CHAIR: Can I assist Mr Farley before he answers? Senator Edwards, you would have the letter from the Australian Taxation Office—paragraph 3, dot point 2: 'Income tax will generally not be taxable if the income was passive income. For example, interest earned by a sovereign state from investments in Australia would be exempt from tax under the doctrine of sovereign immunity and similarly for income from dividends etc.' I think it is fair to say that the average Australian does not understand the concessions that are available under the present regime.
Senator EDWARDS: Correct.
Mr Farley : That is correct. All agricultural produce in Australia has to pass through a gateway. If it is cotton it passes through a cotton gin, a warehouse and a port. If it is sugar it passes through a sugar mill to refine it, a warehouse and then a port. If it is wheat it is passed through a silo complex and across to a port. In the case of meats, whether it is chicken, pork, cattle or lamb, it passes through an abattoir where it is broken down to its various cuts, a distribution chain and to the market. All of those add value to it because generally in agriculture the parts are worth more than the whole. If Australia is only realising its income tax potential on the whole, in other words the live cattle weight or the hot standing carcass weight in cattle, or in cotton the module weight or module advance, we will be passing offshore a powerful amount of revenue that has the ability to generate a tax base to further develop and underwrite all of our society. I am sure that if we look at it now, considering that our agricultural gateways in particular have been sold off to foreign investment—our meat industry is run by a duopoly, as well as our grain and sugar industries—and determine who is the pure price maker to Australian producers, it is the gateway assets themselves. They are the ones who are reporting price, making price and taking positions. Then ultimately, when those products go out of the country and are traded two or three times, are we realising the full opportunity to grow our nation off the toils of our resources? We need to be aware and have a greater intimate knowledge of how the pricing structures work and how our current taxation systems work over the ownership of the asset, the commodity and the commodity flow.
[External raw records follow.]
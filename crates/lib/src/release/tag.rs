//! Release tag derivation.
//!
//! A release publishes under its reference name exactly as given. Tags that
//! are not valid OCI tags are rejected, never rewritten: a silently
//! normalized tag would publish under a name nobody asked for.

use serde::{Deserialize, Serialize};
use thiserror::Error;

use super::event::ReleaseEvent;
use crate::consts::{MAX_TAG_LEN, SHORT_SHA_LEN};

#[derive(Debug, Error, PartialEq, Eq)]
pub enum TagError {
  #[error("tag is empty")]
  Empty,

  #[error("tag '{tag}' is {len} characters long, the limit is {MAX_TAG_LEN}")]
  TooLong { tag: String, len: usize },

  #[error("tag '{tag}' contains '{ch}': only letters, digits, '_', '.' and '-' are allowed")]
  InvalidCharacter { tag: String, ch: char },

  #[error("tag '{0}' must start with a letter, digit or '_'")]
  InvalidStart(String),

  #[error("manual dispatch has no commit sha to derive a tag from")]
  MissingSha,

  #[error("'{0}' is not a commit sha")]
  InvalidSha(String),

  #[error("manual dispatch has no ref to derive a tag from")]
  MissingRef,
}

/// Check `tag` against `[A-Za-z0-9_][A-Za-z0-9._-]{0,127}`.
pub fn validate_tag(tag: &str) -> Result<(), TagError> {
  let Some(first) = tag.chars().next() else {
    return Err(TagError::Empty);
  };
  if !(first.is_ascii_alphanumeric() || first == '_') {
    return Err(TagError::InvalidStart(tag.to_string()));
  }
  if let Some(ch) = tag
    .chars()
    .find(|c| !(c.is_ascii_alphanumeric() || matches!(c, '_' | '.' | '-')))
  {
    return Err(TagError::InvalidCharacter {
      tag: tag.to_string(),
      ch,
    });
  }
  if tag.len() > MAX_TAG_LEN {
    return Err(TagError::TooLong {
      tag: tag.to_string(),
      len: tag.len(),
    });
  }
  Ok(())
}

/// How a manual dispatch, which carries no release name, is tagged.
#[derive(Debug, Clone, Default, PartialEq, Eq, Serialize, Deserialize)]
#[serde(rename_all = "kebab-case")]
pub enum ManualTagPolicy {
  /// `sha-<first 7 hex of the commit>`
  #[default]
  ShortSha,
  /// The dispatching ref name, verbatim.
  Branch,
  /// A fixed tag such as `edge`.
  Fixed(String),
}

/// The tag a run publishes under.
pub fn derive_tag(event: &ReleaseEvent, policy: &ManualTagPolicy) -> Result<String, TagError> {
  let tag = match event {
    ReleaseEvent::Released { ref_name } => ref_name.clone(),
    ReleaseEvent::ManualDispatch { git_ref, sha } => match policy {
      ManualTagPolicy::ShortSha => {
        let sha = sha.as_deref().ok_or(TagError::MissingSha)?;
        if sha.len() < SHORT_SHA_LEN || !sha.chars().all(|c| c.is_ascii_hexdigit()) {
          return Err(TagError::InvalidSha(sha.to_string()));
        }
        format!("sha-{}", sha[..SHORT_SHA_LEN].to_ascii_lowercase())
      }
      ManualTagPolicy::Branch => git_ref.clone().ok_or(TagError::MissingRef)?,
      ManualTagPolicy::Fixed(tag) => tag.clone(),
    },
  };
  validate_tag(&tag)?;
  Ok(tag)
}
Senator EDWARDS: I agree. It is a serious area which Senator Heffernan is starting to flesh out with the ATO but it is obviously something that this committee must look at if we are going to get an outcome.
CHAIR: Just to reinforce that for Mr Farley—he would be aware of this—without being specific, there is a major purchase, which is at the Foreign Investment Review Board now, with an Australian equity partner and which I understand is a cotton enterprise. I understand there is a view amongst some of the participants that the cotton not be ginned in Australia and that it be dealt back to home base. It is like the beast—they are proposing you take it on board and it will not have to be broken up. I understand further that the equity partner in Australia will be 100 per cent financed by the minority shareholder, which is the foreign vehicle. As the letter from the tax office says, there are situations where dividends through investment are also exempt for a sovereign entity, so I guess it is an income tax nightmare.
Senator FAWCETT: Does AAco invest in leasehold land as well as freehold land in Australia?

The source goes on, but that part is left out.